Task instructions – Give the number of lines in the data below where the word "reqwest" appears, and nothing besides.

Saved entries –
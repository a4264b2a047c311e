// src/directory/extractor.rs
// =============================================================================
// Turns one entry block into a Record.
//
// An entry looks like this:
//
//   <div>
//     <h2 class="fullname mt-3">Ada Lovelace</h2>
//     <h3>Professor</h3>                        (optional title)
//     <div class="output row">
//       <p><b>Email:</b> ada@utdallas.edu</p>
//       <p><b>Department:</b> Mathematics</p>
//       ...
//     </div>
//   </div>
//
// Fields are matched by label text against the fixed field list. A label we
// do not know is dropped; a field whose label is absent stays "".
//
// Rust concepts:
// - Traits: the crawl engine depends on RecordExtractor, not on HTML
// - Iterator::collect::<String>() to join an element's text nodes
// =============================================================================

use super::fetcher::EntryBlock;
use crate::error::ExtractError;
use crate::record::{Field, Record};
use scraper::{ElementRef, Html, Selector};

/// Maps an entry block to its field values.
pub trait RecordExtractor {
    fn extract(&self, block: &EntryBlock) -> Result<Record, ExtractError>;
}

// RecordExtractor for the directory's HTML markup
#[derive(Debug, Clone, Default)]
pub struct HtmlRecordExtractor;

impl HtmlRecordExtractor {
    pub fn new() -> Self {
        Self
    }
}

fn selector(css: &str) -> Result<Selector, ExtractError> {
    Selector::parse(css).map_err(|e| ExtractError::Malformed(format!("bad selector {css}: {e:?}")))
}

fn element_text(element: ElementRef) -> String {
    element.text().collect::<String>().trim().to_string()
}

impl RecordExtractor for HtmlRecordExtractor {
    fn extract(&self, block: &EntryBlock) -> Result<Record, ExtractError> {
        let fragment = Html::parse_fragment(&block.html);
        let mut record = Record::new();

        let name = fragment
            .select(&selector(".fullname.mt-3")?)
            .next()
            .map(element_text)
            .ok_or_else(|| ExtractError::Malformed("no name heading".to_string()))?;
        if name.is_empty() {
            // The heading exists but has not been filled in yet
            return Err(ExtractError::Transient("name not rendered yet".to_string()));
        }
        record.set(Field::Name, &name);

        // Most people have no title
        if let Some(title) = fragment.select(&selector("h3")?).next() {
            record.set(Field::Title, &element_text(title));
        }

        let row_selector = selector("div.output.row")?;
        let label_selector = selector("b")?;
        for row in fragment.select(&row_selector) {
            for label_element in row.select(&label_selector) {
                let label = element_text(label_element);
                let label = label.trim_end_matches(':').trim_end();
                let Some(field) = Field::from_label(label) else {
                    continue;
                };

                // The value is whatever follows the label in its parent
                let line = label_element
                    .parent()
                    .and_then(ElementRef::wrap)
                    .map(element_text)
                    .unwrap_or_default();
                let value = line
                    .strip_prefix(label)
                    .map(|rest| rest.trim_matches(|c: char| c == ':' || c.is_whitespace()))
                    .unwrap_or("");

                record.set(field, value);
            }
        }

        Ok(record)
    }
}
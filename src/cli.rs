// src/cli.rs
// =============================================================================
// This file defines our command-line interface using the `clap` crate.
//
// Two subcommands:
// - crawl:   walk the whole directory (or resume an interrupted walk)
// - rebuild: recreate the seen-set from the results CSV
//
// Both take --reversed, which switches to the reversed run's own files.
// =============================================================================

use crate::config::{CrawlConfig, RunMode, DEFAULT_BASE_URL};
use clap::builder::RangedU64ValueParser;
use clap::{Parser, Subcommand};
use std::path::PathBuf;
use std::time::Duration;

/// 26^4 = 456,976 top-level terms is already a multi-day crawl.
const MAX_TERM_LENGTH: u64 = 4;

#[derive(Parser, Debug)]
#[command(
    name = "directory-harvester",
    version,
    about = "Harvest every record from a directory lookup service",
    long_about = "directory-harvester searches a directory service with every two-letter term, \
                  refines searches that hit the result cap, and appends each new person to a CSV. \
                  It can be stopped at any time and picks up where it left off."
)]
pub struct Cli {
    #[command(subcommand)]
    pub command: Commands,
}

#[derive(Subcommand, Debug)]
pub enum Commands {
    /// Crawl the directory, resuming from the last checkpoint if there is one
    ///
    /// Example: directory-harvester crawl --state-dir ./state
    Crawl {
        /// Walk the terms from zz down to aa, using the reversed state files
        #[arg(long)]
        reversed: bool,

        /// Directory holding the results CSV, checkpoint and seen-set
        #[arg(long, default_value = ".")]
        state_dir: PathBuf,

        /// Directory search page
        #[arg(long, default_value = DEFAULT_BASE_URL)]
        base_url: String,

        /// Length of the generated top-level terms (1 to 4)
        #[arg(
            long,
            default_value_t = 2,
            value_parser = RangedU64ValueParser::<usize>::new().range(1..=MAX_TERM_LENGTH)
        )]
        term_length: usize,

        /// How many levels a saturated search may be refined
        #[arg(long, default_value_t = 6)]
        max_depth: usize,

        /// Bounded wait for each request, in seconds
        #[arg(long, default_value_t = 10)]
        page_timeout_secs: u64,

        /// Pause between searches, in milliseconds
        #[arg(long, default_value_t = 500)]
        request_delay_ms: u64,

        /// Print the run summary as JSON instead of a table
        #[arg(long)]
        json: bool,
    },

    /// Rebuild the seen-set from the results CSV
    ///
    /// Use this when the seen-set file is lost or looks corrupt. Safe to run
    /// at any time.
    Rebuild {
        /// Rebuild the reversed run's seen-set
        #[arg(long)]
        reversed: bool,

        /// Directory holding the results CSV and seen-set
        #[arg(long, default_value = ".")]
        state_dir: PathBuf,
    },
}

/// Settings for a crawl from its command-line arguments.
#[allow(clippy::too_many_arguments)]
pub fn crawl_config(
    reversed: bool,
    state_dir: PathBuf,
    base_url: String,
    term_length: usize,
    max_depth: usize,
    page_timeout_secs: u64,
    request_delay_ms: u64,
) -> CrawlConfig {
    CrawlConfig {
        mode: RunMode::from_reversed_flag(reversed),
        state_dir,
        base_url,
        term_length,
        max_refine_depth: max_depth,
        wait_timeout: Duration::from_secs(page_timeout_secs),
        request_delay: Duration::from_millis(request_delay_ms),
        ..CrawlConfig::default()
    }
}
// src/directory/fetcher.rs
// =============================================================================
// Fetching directory result pages.
//
// How a search looks to us:
// 1. Load the search view
// 2. Submit the term as the `dirSearch` value
// 3. If the results offer an "All" link (a.allrecs), follow it so every
//    result page is in one document
// 4. Result page N is the element with id "pageN". The service never says
//    how many pages there are; the first N that is missing ends the list
// 5. Inside a page, each entry is the element wrapping a ".fullname.mt-3"
//    heading
//
// Every request has a bounded wait (the client timeout). A timeout on an
// optional step is reported as FetchError::Timeout and the caller treats
// it as "not there".
//
// Rust concepts:
// - async-trait: async methods in a trait we can mock in tests
// - Keeping scraper::Html (not Send) out of async state by parsing in
//   plain functions that return owned data
// =============================================================================

use crate::config::CrawlConfig;
use crate::error::FetchError;
use async_trait::async_trait;
use reqwest::Client;
use scraper::{ElementRef, Html, Selector};
use url::Url;

// The raw markup of one entry container
#[derive(Debug, Clone, PartialEq, Eq)]
pub struct EntryBlock {
    pub html: String,
}

impl EntryBlock {
    pub fn new(html: impl Into<String>) -> Self {
        Self { html: html.into() }
    }
}

// One result page: its index and its entry blocks in document order
#[derive(Debug, Clone, PartialEq, Eq)]
pub struct ResultPage {
    pub index: usize,
    pub entries: Vec<EntryBlock>,
}

/// Browser-like access to the directory search.
#[async_trait]
pub trait PageFetcher: Send {
    /// Navigate to the search view.
    async fn open(&mut self) -> Result<(), FetchError>;

    /// Put `query` into the search control and submit it.
    async fn submit_query(&mut self, query: &str) -> Result<(), FetchError>;

    /// Activate the "show all results" control. Ok(false) when the current
    /// results do not offer one.
    async fn expand_all(&mut self) -> Result<bool, FetchError>;

    /// The container for page `index` (starting at 1), or None if it did not
    /// show up within the bounded wait.
    async fn page(&mut self, index: usize) -> Result<Option<ResultPage>, FetchError>;
}

// PageFetcher over plain HTTP
pub struct HttpPageFetcher {
    client: Client,
    base_url: Url,
    search_param: String,
    // The document currently "on screen" and where it came from
    current: Option<(Url, String)>,
}

impl HttpPageFetcher {
    /// Builds the HTTP client and checks that the service answers.
    ///
    /// Retries up to `config.init_attempts` times. Failing here is the one
    /// error that stops a whole run.
    pub async fn connect(config: &CrawlConfig) -> Result<Self, FetchError> {
        let base_url = Url::parse(&config.base_url).map_err(|e| FetchError::Init {
            attempts: 0,
            reason: format!("invalid base URL '{}': {}", config.base_url, e),
        })?;

        let attempts = config.init_attempts.max(1);
        let mut last_error = String::new();

        for attempt in 1..=attempts {
            match Self::try_connect(config, &base_url).await {
                Ok(client) => {
                    tracing::info!(url = %base_url, attempt, "directory backend ready");
                    return Ok(Self {
                        client,
                        base_url,
                        search_param: config.search_param.clone(),
                        current: None,
                    });
                }
                Err(e) => {
                    tracing::warn!(attempt, attempts, error = %e, "backend initialisation failed");
                    last_error = e;
                    if attempt < attempts {
                        tokio::time::sleep(config.init_retry_delay).await;
                    }
                }
            }
        }

        Err(FetchError::Init {
            attempts,
            reason: last_error,
        })
    }

    async fn try_connect(config: &CrawlConfig, base_url: &Url) -> Result<Client, String> {
        let client = Client::builder()
            .timeout(config.wait_timeout)
            .user_agent(concat!(env!("CARGO_PKG_NAME"), "/", env!("CARGO_PKG_VERSION")))
            .build()
            .map_err(|e| e.to_string())?;

        let response = client
            .get(base_url.clone())
            .send()
            .await
            .map_err(|e| e.to_string())?;
        if !response.status().is_success() {
            return Err(format!("HTTP {}", response.status()));
        }

        Ok(client)
    }

    // Fetches a page and makes it the current document
    async fn load(&mut self, url: Url) -> Result<(), FetchError> {
        let response = self.client.get(url.clone()).send().await.map_err(|e| {
            if e.is_timeout() {
                FetchError::Timeout(url.to_string())
            } else {
                FetchError::Load {
                    url: url.to_string(),
                    reason: e.to_string(),
                }
            }
        })?;

        if !response.status().is_success() {
            return Err(FetchError::Load {
                url: url.to_string(),
                reason: format!("HTTP {}", response.status()),
            });
        }

        let html = response.text().await.map_err(|e| FetchError::Load {
            url: url.to_string(),
            reason: e.to_string(),
        })?;

        self.current = Some((url, html));
        Ok(())
    }

    fn search_url(&self, query: &str) -> Url {
        let mut url = self.base_url.clone();
        url.query_pairs_mut().append_pair(&self.search_param, query);
        url
    }
}

#[async_trait]
impl PageFetcher for HttpPageFetcher {
    async fn open(&mut self) -> Result<(), FetchError> {
        self.current = None;
        self.load(self.base_url.clone()).await
    }

    async fn submit_query(&mut self, query: &str) -> Result<(), FetchError> {
        let url = self.search_url(query);
        self.load(url).await
    }

    async fn expand_all(&mut self) -> Result<bool, FetchError> {
        let target = match &self.current {
            Some((url, html)) => find_show_all_link(html, url),
            None => None,
        };

        match target {
            Some(url) => {
                self.load(url).await?;
                Ok(true)
            }
            None => Ok(false),
        }
    }

    async fn page(&mut self, index: usize) -> Result<Option<ResultPage>, FetchError> {
        Ok(self
            .current
            .as_ref()
            .and_then(|(_, html)| extract_page(html, index)))
    }
}

// Finds the "All" results link and resolves it against the page URL
fn find_show_all_link(html: &str, page_url: &Url) -> Option<Url> {
    let document = Html::parse_document(html);
    let selector = Selector::parse("a.allrecs").ok()?;

    let href = document
        .select(&selector)
        .find_map(|link| link.value().attr("href"))?;

    // "#" or "javascript:" links only toggle visibility; everything is
    // already in the document we have
    if href.starts_with('#') || href.starts_with("javascript:") {
        return None;
    }

    page_url.join(href).ok()
}

// Pulls page `index` and its entry blocks out of a results document
fn extract_page(html: &str, index: usize) -> Option<ResultPage> {
    let document = Html::parse_document(html);
    let page_selector = Selector::parse(&format!("#page{index}")).ok()?;
    let heading_selector = Selector::parse(".fullname.mt-3").ok()?;

    let page = document.select(&page_selector).next()?;

    // The entry is whatever directly wraps the name heading. Two headings
    // in one wrapper still make one entry.
    let mut wrappers: Vec<ElementRef> = Vec::new();
    for heading in page.select(&heading_selector) {
        let Some(wrapper) = heading.parent().and_then(ElementRef::wrap) else {
            continue;
        };
        if !wrappers.contains(&wrapper) {
            wrappers.push(wrapper);
        }
    }

    Some(ResultPage {
        index,
        entries: wrappers
            .into_iter()
            .map(|wrapper| EntryBlock::new(wrapper.html()))
            .collect(),
    })
}
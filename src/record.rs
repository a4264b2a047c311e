// src/record.rs
// =============================================================================
// The data model for harvested directory records.
//
// - Field:       one of the ten fixed columns a directory record can carry
// - Record:      the field values extracted from one entry block
// - Entry:       a Record stamped with the query term that produced it
// - Fingerprint: the identity of a Record (every field, trimmed, no query term)
//
// Two Entries with the same Fingerprint are the same person no matter which
// query found them. This is what lets dedup work across queries AND runs.
//
// Rust concepts:
// - Fixed-size arrays indexed by an enum: no HashMap needed for ten columns
// - Derive macros for Hash/Eq/Ord so Fingerprints go straight into sets
// =============================================================================

use serde::{Deserialize, Serialize};

/// Number of identity fields on a record (everything except the query term).
pub const FIELD_COUNT: usize = 10;

/// Header of the provenance column, always the last column in the sink.
pub const QUERY_TERM_COLUMN: &str = "Query-Term";

// The fixed, ordered set of fields every directory record has
#[derive(Debug, Clone, Copy, PartialEq, Eq, Hash, PartialOrd, Ord, Serialize, Deserialize)]
pub enum Field {
    Name,
    Email,
    Title,
    Year,
    Department,
    Major,
    School,
    Location,
    Phone,
    Mailstop,
}

impl Field {
    /// Every field in column order.
    pub const ALL: [Field; FIELD_COUNT] = [
        Field::Name,
        Field::Email,
        Field::Title,
        Field::Year,
        Field::Department,
        Field::Major,
        Field::School,
        Field::Location,
        Field::Phone,
        Field::Mailstop,
    ];

    /// Column header / label text for this field.
    pub fn label(self) -> &'static str {
        match self {
            Field::Name => "Name",
            Field::Email => "Email",
            Field::Title => "Title",
            Field::Year => "Year",
            Field::Department => "Department",
            Field::Major => "Major",
            Field::School => "School",
            Field::Location => "Location",
            Field::Phone => "Phone",
            Field::Mailstop => "Mailstop",
        }
    }

    /// Matches a label as it appears on the page.
    ///
    /// A trailing colon ("Email:") is accepted. Anything that is not one of
    /// the expected labels returns None and gets dropped by the caller.
    pub fn from_label(label: &str) -> Option<Field> {
        let label = label.trim().trim_end_matches(':').trim_end();
        Field::ALL.into_iter().find(|field| field.label() == label)
    }

    fn index(self) -> usize {
        self as usize
    }
}

// The field values of one directory record
//
// Every field is always present; a field the page did not show is "".
#[derive(Debug, Clone, Default, PartialEq, Eq)]
pub struct Record {
    values: [String; FIELD_COUNT],
}

impl Record {
    pub fn new() -> Self {
        Self::default()
    }

    pub fn get(&self, field: Field) -> &str {
        &self.values[field.index()]
    }

    /// Stores a trimmed value for the field.
    pub fn set(&mut self, field: Field, value: &str) {
        self.values[field.index()] = value.trim().to_string();
    }

    /// Builder-style setter for fixtures.
    #[cfg(test)]
    pub fn with(mut self, field: Field, value: &str) -> Self {
        self.set(field, value);
        self
    }

    /// Computes the identity of this record.
    ///
    /// Values are trimmed again here so a Record built without `set` (or a
    /// row read back from the sink) neutralizes the same way.
    pub fn fingerprint(&self) -> Fingerprint {
        Fingerprint(
            Field::ALL
                .into_iter()
                .map(|field| (field, self.get(field).trim().to_string()))
                .collect(),
        )
    }
}

// A Record plus the query term that discovered it
#[derive(Debug, Clone, PartialEq, Eq)]
pub struct Entry {
    pub record: Record,
    pub query_term: String,
}

impl Entry {
    pub fn new(record: Record, query_term: &str) -> Self {
        Self {
            record,
            query_term: query_term.to_string(),
        }
    }

    /// The row as written to the sink: fields in column order, query term last.
    pub fn to_row(&self) -> Vec<&str> {
        Field::ALL
            .into_iter()
            .map(|field| self.record.get(field))
            .chain(std::iter::once(self.query_term.as_str()))
            .collect()
    }
}

/// The sink's header row.
pub fn header_row() -> Vec<&'static str> {
    Field::ALL
        .into_iter()
        .map(Field::label)
        .chain(std::iter::once(QUERY_TERM_COLUMN))
        .collect()
}

// The identity of a record: ordered (field, trimmed value) pairs
//
// Serialized as a list of [field, value] pairs so the persisted seen-set is
// readable and independent of in-memory layout.
#[derive(Debug, Clone, PartialEq, Eq, Hash, PartialOrd, Ord, Serialize, Deserialize)]
pub struct Fingerprint(Vec<(Field, String)>);
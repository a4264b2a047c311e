// src/store/atomic.rs
// =============================================================================
// Crash-safe file replacement.
//
// We write the new contents next to the target, fsync them, then rename over
// the target. A rename within one directory is atomic, so after a crash the
// target is either the old version or the new one, never a torn mix.
// =============================================================================

use crate::error::StoreError;
use std::fs::{self, File};
use std::io::Write;
use std::path::{Path, PathBuf};

fn temp_path(path: &Path) -> PathBuf {
    let mut name = path
        .file_name()
        .map(|n| n.to_os_string())
        .unwrap_or_default();
    name.push(".tmp");
    path.with_file_name(name)
}

/// Replaces `path` with `contents` atomically.
pub fn write_atomic(path: &Path, contents: &[u8]) -> Result<(), StoreError> {
    if let Some(parent) = path.parent().filter(|p| !p.as_os_str().is_empty()) {
        fs::create_dir_all(parent).map_err(|e| StoreError::io(parent, e))?;
    }

    let tmp = temp_path(path);
    let mut file = File::create(&tmp).map_err(|e| StoreError::io(&tmp, e))?;
    file.write_all(contents).map_err(|e| StoreError::io(&tmp, e))?;
    file.sync_all().map_err(|e| StoreError::io(&tmp, e))?;
    drop(file);

    fs::rename(&tmp, path).map_err(|e| StoreError::io(path, e))
}
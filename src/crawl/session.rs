// src/crawl/session.rs
// =============================================================================
// A crawl session: one run over the whole top-level term space.
//
// The session owns everything a run touches (the driver, the seen-set, the
// sink, the checkpoint) instead of keeping it in globals, so two sessions
// never share state by accident and tests can build as many as they like.
//
// Crash consistency:
// The checkpoint moves only after a top-level term AND its refinement tree
// are done. Dying halfway through "sm" means "sm" starts over on the next
// run; the seen-set makes that replay harmless.
// =============================================================================

use super::driver::{CrawlDriver, CrawlState};
use crate::config::{CrawlConfig, RunMode};
use crate::directory::{PageFetcher, RecordExtractor};
use crate::error::{CrawlError, StoreError};
use crate::query::QueryEnumerator;
use crate::store::{CheckpointManager, FingerprintStore, ResultSink};
use serde::Serialize;

// What a finished run reports
#[derive(Debug, Clone, Default, PartialEq, Eq, Serialize)]
pub struct RunSummary {
    pub mode: String,
    pub resumed_from: Option<String>,
    pub top_level_terms: usize,
    pub queries: usize,
    pub raw_entries: usize,
    pub unique_entries: usize,
    pub depth_limited: usize,
    pub seen_total: usize,
}

pub struct CrawlSession<F, E> {
    mode: RunMode,
    enumerator: QueryEnumerator,
    driver: CrawlDriver<F, E>,
    checkpoint: CheckpointManager,
    state: CrawlState,
    total_unique: usize,
}

impl<F: PageFetcher, E: RecordExtractor> CrawlSession<F, E> {
    /// Sets up a run: loads the seen-set for this run mode.
    pub fn new(config: &CrawlConfig, fetcher: F, extractor: E) -> Result<Self, StoreError> {
        let paths = config.paths();

        let fingerprints = FingerprintStore::new(&paths.seen);
        let seen = fingerprints.load()?;
        if !seen.is_empty() {
            tracing::info!(count = seen.len(), "loaded previously seen entries");
        }

        Ok(Self {
            mode: config.mode,
            enumerator: QueryEnumerator::new(config.term_length, config.mode),
            driver: CrawlDriver::new(fetcher, extractor, config),
            checkpoint: CheckpointManager::new(&paths.checkpoint),
            state: CrawlState {
                seen,
                fingerprints,
                sink: ResultSink::new(&paths.results),
            },
            total_unique: 0,
        })
    }

    #[cfg(test)]
    pub fn driver(&self) -> &CrawlDriver<F, E> {
        &self.driver
    }

    #[cfg(test)]
    pub fn state(&self) -> &CrawlState {
        &self.state
    }

    /// Runs every remaining top-level term, committing the checkpoint after
    /// each one and clearing it at the end.
    pub async fn run(&mut self) -> Result<RunSummary, CrawlError> {
        let resumed_from = self.checkpoint.load()?;
        if let Some(last) = &resumed_from {
            tracing::info!(last_prefix = %last, "resuming from last prefix");
        }

        let terms = self.enumerator.remaining(resumed_from.as_deref());
        let mut summary = RunSummary {
            mode: format!("{:?}", self.mode).to_lowercase(),
            resumed_from,
            ..RunSummary::default()
        };

        for term in &terms {
            tracing::info!(prefix = %term, "starting search for prefix");

            let tree = self.driver.run_tree(term, &mut self.state).await?;
            self.total_unique += tree.unique;

            summary.top_level_terms += 1;
            summary.queries += tree.queries;
            summary.raw_entries += tree.raw;
            summary.unique_entries += tree.unique;
            summary.depth_limited += tree.depth_limited;

            self.checkpoint.commit(term)?;
            tracing::info!(
                prefix = %term,
                saved = tree.unique,
                total_unique = self.total_unique,
                "🌟 completed search for prefix"
            );
        }

        self.checkpoint.clear()?;
        summary.seen_total = self.state.seen.len();
        tracing::info!(total_unique = self.total_unique, "scraping completed");

        Ok(summary)
    }
}
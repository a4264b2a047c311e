// src/query/enumerator.rs
// =============================================================================
// Generates the top-level search terms.
//
// With the default length of 2 that is every two-letter combination,
// 26 * 26 = 676 terms, either "aa".."zz" or "zz".."aa".
//
// Resume:
// The checkpoint holds the last top-level term that finished. We cut it down
// to the enumerator's term length and restart at the first term that is not
// before it in enumeration order. The checkpointed term itself runs again;
// the seen-set absorbs whatever it rediscovers.
// =============================================================================

use crate::config::RunMode;

// The ordered space of top-level terms for one run mode
#[derive(Debug, Clone)]
pub struct QueryEnumerator {
    term_length: usize,
    mode: RunMode,
}

impl QueryEnumerator {
    pub fn new(term_length: usize, mode: RunMode) -> Self {
        Self {
            term_length: term_length.max(1),
            mode,
        }
    }

    /// Every top-level term in run order. Deterministic for a given
    /// length and mode.
    pub fn terms(&self) -> Vec<String> {
        let mut terms = vec![String::new()];
        for _ in 0..self.term_length {
            terms = terms
                .iter()
                .flat_map(|prefix| ('a'..='z').map(move |letter| format!("{prefix}{letter}")))
                .collect();
        }

        if self.mode == RunMode::Reversed {
            terms.reverse();
        }
        terms
    }

    /// Index into `terms()` where a run should start.
    ///
    /// No checkpoint, an empty one, or one that matches nothing all mean
    /// "start from the beginning".
    pub fn resume_index(&self, checkpoint: Option<&str>) -> usize {
        let Some(checkpoint) = checkpoint.map(str::trim).filter(|c| !c.is_empty()) else {
            return 0;
        };

        // A refined sub-query ("smi b") resumes at its bucket ("sm")
        let bucket: String = checkpoint.chars().take(self.term_length).collect();

        self.terms()
            .iter()
            .position(|term| match self.mode {
                RunMode::Forward => term.as_str() >= bucket.as_str(),
                // Reversed terms run in descending order, so the comparison flips
                RunMode::Reversed => term.as_str() <= bucket.as_str(),
            })
            .unwrap_or(0)
    }

    /// The terms still to run, starting at the resume position.
    pub fn remaining(&self, checkpoint: Option<&str>) -> Vec<String> {
        let start = self.resume_index(checkpoint);
        self.terms().split_off(start)
    }
}
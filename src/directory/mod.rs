// src/directory/mod.rs
// =============================================================================
// This module talks to the directory service.
//
// Submodules:
// - fetcher: the PageFetcher contract (open, search, show all, get page N)
//   and an HTTP implementation built on reqwest
// - extractor: the RecordExtractor contract (entry block -> Record) and an
//   HTML implementation built on scraper
//
// The crawl engine only ever sees the two traits. Markup details (CSS
// classes, label text) stay in here.
// =============================================================================

mod extractor;
mod fetcher;

pub use extractor::{HtmlRecordExtractor, RecordExtractor};
pub use fetcher::{EntryBlock, HttpPageFetcher, PageFetcher, ResultPage};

Response area – 2